Every ten metres the word ‘Kiosco’ is painted in naive letters next to a small gap in the block, covered in a grill. Below the hatches are written: ‘Refresco, Bocadillo, Patatas’ with an arrow aimed at the hole.

On a white wall opposite a car park in giant handwritten letters, pointing to a parking space is the word ‘Estaca’ - which means ‘stake’.

Children walk around in barefeet, playing on smartphones. Facing the road, on red plastic chairs branded with Estrella - the beer of Barcelona - are the men of the Spanish Roma, in tight-fitting t-shirts, with rounded bellies and thick moustaches curled at the end.

Heavy-set women in headscarves, loose-fitting tops, flowery dresses, and with large golden ear-rings step out from the pavement and come up to the car. On the passenger side, one knocks on the window with a strong bang.

“I want to talk to you!” she shouts. “Don’t be afraid!”

We drive on, and more women come out to the road, dressed in the cliched costume of the gypsy.

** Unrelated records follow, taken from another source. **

//! OpenAI-compatible chat-completion client.

use async_trait::async_trait;
use serde::{Deserialize, Serialize};
use std::time::Duration;

use super::config::AiConfig;
use super::types::{ChatMessage, ChatRequest, ChatResponse, Usage};
use super::{AiError, ChatClient, ConfigError};

/// Client for an OpenAI-compatible `/chat/completions` endpoint.
///
/// One best-effort upstream call per invocation, with an explicit request
/// timeout and bounded exponential backoff for transport failures only.
/// Provider rejections (any non-2xx response) are returned on first
/// occurrence with the upstream status preserved.
#[derive(Debug)]
pub struct OpenAiClient {
    client: reqwest::Client,
    config: AiConfig,
}

impl OpenAiClient {
    /// Create a client from environment configuration.
    pub fn from_env() -> Result<Self, AiError> {
        Ok(Self::new(AiConfig::from_env()?))
    }

    /// Create a client with the given configuration.
    pub fn new(config: AiConfig) -> Self {
        Self {
            client: reqwest::Client::new(),
            config,
        }
    }

    fn completions_url(&self) -> String {
        format!(
            "{}/chat/completions",
            self.config.base_url.trim_end_matches('/')
        )
    }

    /// One upstream call, classified per the error taxonomy.
    async fn try_complete(&self, request: &ChatRequest) -> Result<ChatResponse, AiError> {
        let body = CompletionRequest {
            model: &self.config.model,
            messages: &request.messages,
            max_tokens: request.max_tokens,
            temperature: request.temperature,
        };

        let response = self
            .client
            .post(self.completions_url())
            .bearer_auth(&self.config.api_key)
            .timeout(self.config.timeout)
            .json(&body)
            .send()
            .await
            .map_err(|e| AiError::Network(e.to_string()))?;

        let status = response.status().as_u16();
        let text = response
            .text()
            .await
            .map_err(|e| AiError::Network(e.to_string()))?;

        if !(200..300).contains(&status) {
            let message = match serde_json::from_str::<ErrorEnvelope>(&text) {
                Ok(envelope) => envelope.error.message,
                Err(_) => text,
            };
            // A rejected key is a configuration problem, not a provider one.
            if status == 401 {
                return Err(AiError::NotConfigured(ConfigError::BadCredential(message)));
            }
            return Err(AiError::Provider { status, message });
        }

        let envelope: CompletionResponse =
            serde_json::from_str(&text).map_err(|e| AiError::Decode(e.to_string()))?;

        let content = envelope
            .choices
            .into_iter()
            .next()
            .and_then(|choice| choice.message.content)
            .unwrap_or_default();

        if content.trim().is_empty() {
            return Err(AiError::Decode(
                "completion contained no message content".to_string(),
            ));
        }

        Ok(ChatResponse {
            content,
            usage: envelope.usage.unwrap_or_default(),
        })
    }
}

#[async_trait]
impl ChatClient for OpenAiClient {
    async fn complete(
        &self,
        prompt_name: &str,
        request: ChatRequest,
    ) -> Result<ChatResponse, AiError> {
        let mut attempt = 0;
        loop {
            attempt += 1;
            match self.try_complete(&request).await {
                Err(AiError::Network(error)) if attempt < self.config.max_attempts => {
                    let delay = backoff_delay(self.config.retry_base, attempt);
                    tracing::warn!(
                        prompt_name,
                        attempt,
                        delay_ms = delay.as_millis() as u64,
                        error = %error,
                        "completion call failed, retrying"
                    );
                    tokio::time::sleep(delay).await;
                }
                Err(error) => {
                    tracing::warn!(prompt_name, attempt, error = %error, "completion call failed");
                    return Err(error);
                }
                Ok(response) => return Ok(response),
            }
        }
    }

    fn model_name(&self) -> &str {
        &self.config.model
    }
}

/// Delay before the retry following attempt `attempt` (1-based): the base
/// delay doubled for each failure already seen.
fn backoff_delay(base: Duration, attempt: u32) -> Duration {
    base * 2u32.saturating_pow(attempt.saturating_sub(1))
}

/// Chat-completion request wire format.
#[derive(Debug, Serialize)]
struct CompletionRequest<'a> {
    model: &'a str,
    messages: &'a [ChatMessage],
    #[serde(skip_serializing_if = "Option::is_none")]
    max_tokens: Option<u32>,
    #[serde(skip_serializing_if = "Option::is_none")]
    temperature: Option<f32>,
}

/// Chat-completion response wire format.
#[derive(Debug, Deserialize)]
struct CompletionResponse {
    #[serde(default)]
    choices: Vec<Choice>,
    usage: Option<Usage>,
}

#[derive(Debug, Deserialize)]
struct Choice {
    message: ChoiceMessage,
}

#[derive(Debug, Deserialize)]
struct ChoiceMessage {
    content: Option<String>,
}

#[derive(Debug, Deserialize)]
struct ApiErrorBody {
    message: String,
}

/// Error response wire format.
#[derive(Debug, Deserialize)]
struct ErrorEnvelope {
    error: ApiErrorBody,
}

#[cfg(test)]
mod tests {
    use super::*;

    fn test_config(base_url: &str) -> AiConfig {
        let mut config = AiConfig::for_base_url("test-key", base_url);
        config.retry_base = Duration::from_millis(5);
        config
    }

    fn chat_request() -> ChatRequest {
        ChatRequest {
            messages: vec![ChatMessage::user("hello")],
            max_tokens: Some(100),
            temperature: Some(0.7),
        }
    }

    #[tokio::test]
    async fn test_success_returns_first_choice_content() {
        let mut server = mockito::Server::new_async().await;
        let mock = server
            .mock("POST", "/chat/completions")
            .with_status(200)
            .with_header("content-type", "application/json")
            .with_body(
                r#"{
                    "choices": [{"message": {"role": "assistant", "content": "Hi\nINSIGHTS:\n- A"}}],
                    "usage": {"prompt_tokens": 10, "completion_tokens": 5, "total_tokens": 15}
                }"#,
            )
            .create_async()
            .await;

        let client = OpenAiClient::new(test_config(&server.url()));
        let response = client.complete("test", chat_request()).await.unwrap();

        assert_eq!(response.content, "Hi\nINSIGHTS:\n- A");
        assert_eq!(response.usage.total_tokens, 15);
        mock.assert_async().await;
    }

    #[tokio::test]
    async fn test_provider_429_preserves_status_and_does_not_retry() {
        let mut server = mockito::Server::new_async().await;
        let mock = server
            .mock("POST", "/chat/completions")
            .with_status(429)
            .with_header("content-type", "application/json")
            .with_body(r#"{"error": {"message": "Rate limit reached", "type": "requests"}}"#)
            .expect(1)
            .create_async()
            .await;

        let client = OpenAiClient::new(test_config(&server.url()));
        let error = client.complete("test", chat_request()).await.unwrap_err();

        match error {
            AiError::Provider { status, message } => {
                assert_eq!(status, 429);
                assert_eq!(message, "Rate limit reached");
            }
            other => panic!("expected Provider error, got {:?}", other),
        }
        mock.assert_async().await;
    }

    #[tokio::test]
    async fn test_provider_500_is_not_retried() {
        let mut server = mockito::Server::new_async().await;
        let mock = server
            .mock("POST", "/chat/completions")
            .with_status(500)
            .with_body("upstream exploded")
            .expect(1)
            .create_async()
            .await;

        let client = OpenAiClient::new(test_config(&server.url()));
        let error = client.complete("test", chat_request()).await.unwrap_err();

        match error {
            AiError::Provider { status, message } => {
                assert_eq!(status, 500);
                assert_eq!(message, "upstream exploded");
            }
            other => panic!("expected Provider error, got {:?}", other),
        }
        mock.assert_async().await;
    }

    #[tokio::test]
    async fn test_rejected_credential_is_configuration_error() {
        let mut server = mockito::Server::new_async().await;
        server
            .mock("POST", "/chat/completions")
            .with_status(401)
            .with_body(r#"{"error": {"message": "Incorrect API key provided"}}"#)
            .create_async()
            .await;

        let client = OpenAiClient::new(test_config(&server.url()));
        let error = client.complete("test", chat_request()).await.unwrap_err();

        assert!(matches!(error, AiError::NotConfigured(_)));
        assert!(!error.is_retryable());
    }

    #[tokio::test]
    async fn test_unparseable_success_body_is_decode_error() {
        let mut server = mockito::Server::new_async().await;
        server
            .mock("POST", "/chat/completions")
            .with_status(200)
            .with_body("not json at all")
            .create_async()
            .await;

        let client = OpenAiClient::new(test_config(&server.url()));
        let error = client.complete("test", chat_request()).await.unwrap_err();

        assert!(matches!(error, AiError::Decode(_)));
    }

    #[tokio::test]
    async fn test_empty_content_is_decode_error() {
        let mut server = mockito::Server::new_async().await;
        server
            .mock("POST", "/chat/completions")
            .with_status(200)
            .with_body(r#"{"choices": [{"message": {"role": "assistant", "content": ""}}]}"#)
            .create_async()
            .await;

        let client = OpenAiClient::new(test_config(&server.url()));
        let error = client.complete("test", chat_request()).await.unwrap_err();

        assert!(matches!(error, AiError::Decode(_)));
    }

    #[tokio::test]
    async fn test_network_failure_retries_then_succeeds() {
        use tokio::io::{AsyncReadExt, AsyncWriteExt};

        let listener = tokio::net::TcpListener::bind("127.0.0.1:0").await.unwrap();
        let addr = listener.local_addr().unwrap();

        tokio::spawn(async move {
            // First connection: close without responding.
            let (socket, _) = listener.accept().await.unwrap();
            drop(socket);

            // Second connection: serve a minimal completion by hand.
            let (mut socket, _) = listener.accept().await.unwrap();
            let mut buf = [0u8; 4096];
            let _ = socket.read(&mut buf).await;
            let body = r#"{"choices": [{"message": {"role": "assistant", "content": "ok"}}]}"#;
            let response = format!(
                "HTTP/1.1 200 OK\r\ncontent-type: application/json\r\ncontent-length: {}\r\nconnection: close\r\n\r\n{}",
                body.len(),
                body
            );
            socket.write_all(response.as_bytes()).await.unwrap();
            socket.shutdown().await.unwrap();
        });

        let client = OpenAiClient::new(test_config(&format!("http://{}", addr)));
        let response = client.complete("test", chat_request()).await.unwrap();

        assert_eq!(response.content, "ok");
    }

    #[tokio::test]
    async fn test_network_failure_surfaces_after_retries() {
        // Bind then drop a listener so the port is very likely refused.
        let addr = {
            let listener = std::net::TcpListener::bind("127.0.0.1:0").unwrap();
            listener.local_addr().unwrap()
        };

        let client = OpenAiClient::new(test_config(&format!("http://{}", addr)));
        let error = client.complete("test", chat_request()).await.unwrap_err();

        assert!(matches!(error, AiError::Network(_)));
        assert!(error.is_retryable());
    }

    #[test]
    fn test_backoff_delay_doubles() {
        let base = Duration::from_millis(500);
        assert_eq!(backoff_delay(base, 1), Duration::from_millis(500));
        assert_eq!(backoff_delay(base, 2), Duration::from_millis(1000));
        assert_eq!(backoff_delay(base, 3), Duration::from_millis(2000));
    }
}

We are from Romania, and we think they are Romanian. We make that assumption. But they are not. They are Spanish.

Another woman:

“I want to talk to you!”

Another knock.

“Don’t be afraid!”

We turn onto a car park of cement and pebbles. Cars rattle across the stones - the cundas - packed with junkies paying five Euro a piece.

On a hill at the top of the car park is a white-plastered Catholic Church, with a thin and tall wooden cross. Rubbish is piled up on an escarpment to the side. On the ground are flattened miniature cans of Mahou - the beer of Madrid - and a pink toy of the muppet Elmo, covered in white dust.

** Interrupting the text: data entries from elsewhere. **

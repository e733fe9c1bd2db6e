//! Request and result types for message generation.

use serde::{Deserialize, Serialize};

/// Sub-mode of prompt assembly.
#[derive(Debug, Clone, Copy, PartialEq, Eq, Serialize, Deserialize)]
#[serde(rename_all = "snake_case")]
pub enum GenerationMode {
    /// Create a new message from scratch.
    Generate,
    /// Revise a previous message based on user feedback.
    Revise,
    /// Analyze an existing message instead of writing one.
    Analyze,
}

impl GenerationMode {
    pub fn as_str(&self) -> &'static str {
        match self {
            GenerationMode::Generate => "generate",
            GenerationMode::Revise => "revise",
            GenerationMode::Analyze => "analyze",
        }
    }
}

/// A fully-specified message generation request.
///
/// Immutable once built: construct one via [`crate::draft::MessageDraft`]
/// or directly when all fields are already known (e.g. deserialized from an
/// API request). Optional fields that are absent must stay `None` rather
/// than holding empty strings, so prompt assembly can omit their clauses
/// entirely.
#[derive(Debug, Clone, PartialEq, Serialize, Deserialize)]
#[serde(rename_all = "camelCase")]
pub struct GenerationRequest {
    /// Who the message is for (first name is enough).
    pub recipient_name: String,
    /// Relationship to the recipient (e.g. "Friend", "Partner", "Coworker").
    pub relationship: String,
    /// Communicative purpose (e.g. "gratitude", "apology", "check-in").
    pub intent: String,
    /// Free-text intent; takes priority over `intent` when present.
    #[serde(default)]
    pub custom_intent: Option<String>,
    /// Stylistic register (e.g. "warm", "casual", "formal").
    pub tone: String,
    /// Tone intensity on a 1-5 scale.
    pub tone_intensity: u8,
    /// Delivery format (e.g. "text", "letter", "email").
    pub format: String,
    /// Requested length (e.g. "brief", "medium", "detailed").
    pub format_length: String,
    /// Context the message should account for, omitted when empty.
    #[serde(default)]
    pub special_circumstances: Option<String>,
    /// An earlier draft the user wants reworked.
    #[serde(default)]
    pub previous_message: Option<String>,
    /// What the user wants changed about `previous_message`.
    #[serde(default)]
    pub user_feedback: Option<String>,
}

impl GenerationRequest {
    /// Which prompt sub-mode this request selects. Revision phrasing is used
    /// only when a previous message and feedback on it are both present.
    pub fn mode(&self) -> GenerationMode {
        if has_content(&self.previous_message) && has_content(&self.user_feedback) {
            GenerationMode::Revise
        } else {
            GenerationMode::Generate
        }
    }

    /// The effective intent wording: the custom free-text intent when given,
    /// otherwise the selected intent type.
    pub fn effective_intent(&self) -> &str {
        match &self.custom_intent {
            Some(custom) if !custom.trim().is_empty() => custom,
            _ => &self.intent,
        }
    }
}

/// The parsed outcome of one completion: the message itself plus the
/// explanatory insight bullets that followed the `INSIGHTS:` marker.
///
/// Produced once per request and never mutated afterwards. `insights` is
/// empty whenever the completion carried no marker.
#[derive(Debug, Clone, PartialEq, Eq, Serialize, Deserialize)]
pub struct GenerationResult {
    pub message: String,
    pub insights: Vec<String>,
}

/// True when an optional field holds non-whitespace content.
pub(crate) fn has_content(field: &Option<String>) -> bool {
    field.as_deref().is_some_and(|s| !s.trim().is_empty())
}

#[cfg(test)]
mod tests {
    use super::*;

    fn base_request() -> GenerationRequest {
        GenerationRequest {
            recipient_name: "Sam".to_string(),
            relationship: "Friend".to_string(),
            intent: "gratitude".to_string(),
            custom_intent: None,
            tone: "warm".to_string(),
            tone_intensity: 3,
            format: "text".to_string(),
            format_length: "brief".to_string(),
            special_circumstances: None,
            previous_message: None,
            user_feedback: None,
        }
    }

    #[test]
    fn test_mode_defaults_to_generate() {
        assert_eq!(base_request().mode(), GenerationMode::Generate);
    }

    #[test]
    fn test_mode_revise_requires_both_fields() {
        let mut request = base_request();
        request.previous_message = Some("Thanks for everything".to_string());
        assert_eq!(request.mode(), GenerationMode::Generate);

        request.user_feedback = Some("make it warmer".to_string());
        assert_eq!(request.mode(), GenerationMode::Revise);
    }

    #[test]
    fn test_mode_ignores_whitespace_feedback() {
        let mut request = base_request();
        request.previous_message = Some("Thanks".to_string());
        request.user_feedback = Some("   ".to_string());
        assert_eq!(request.mode(), GenerationMode::Generate);
    }

    #[test]
    fn test_wire_names_are_camel_case() {
        let json = serde_json::to_string(&base_request()).unwrap();
        assert!(json.contains("\"recipientName\""));
        assert!(json.contains("\"formatLength\""));

        let parsed: GenerationRequest = serde_json::from_str(&json).unwrap();
        assert_eq!(parsed, base_request());
    }

    #[test]
    fn test_effective_intent_prefers_custom() {
        let mut request = base_request();
        assert_eq!(request.effective_intent(), "gratitude");

        request.custom_intent = Some("congratulate them on the new job".to_string());
        assert_eq!(
            request.effective_intent(),
            "congratulate them on the new job"
        );

        request.custom_intent = Some("  ".to_string());
        assert_eq!(request.effective_intent(), "gratitude");
    }
}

Iñaki’s colleague, Carlos, is unloading the vans. Inside are bags of doughnuts, yoghurt, and bottles of lemonade and water.

Users begin to emerge from the street and tents. Some in their 40s or 50s, their bodies wrought tight from decades of injections. They shuffle up, and crowd around the back of the van.

A man in long black curly hair walks near to us, with sunken cheeks, bulbous muscles in his arms, carrying a cane, and resembling a disabled 70s roadie. He drops a doughnut on the floor, reaches down, picks it up and throws it behind the van. A thin greyhound appears and smells the snack, but leaves it alone.

A barefoot kid of no more than seven comes up to the van calling out ‘Buenas Tardes’ in a warm and friendly voice to everyone. He is with his grandfather and a tatty stroller for toddlers. The kid piles the vehicle up with food.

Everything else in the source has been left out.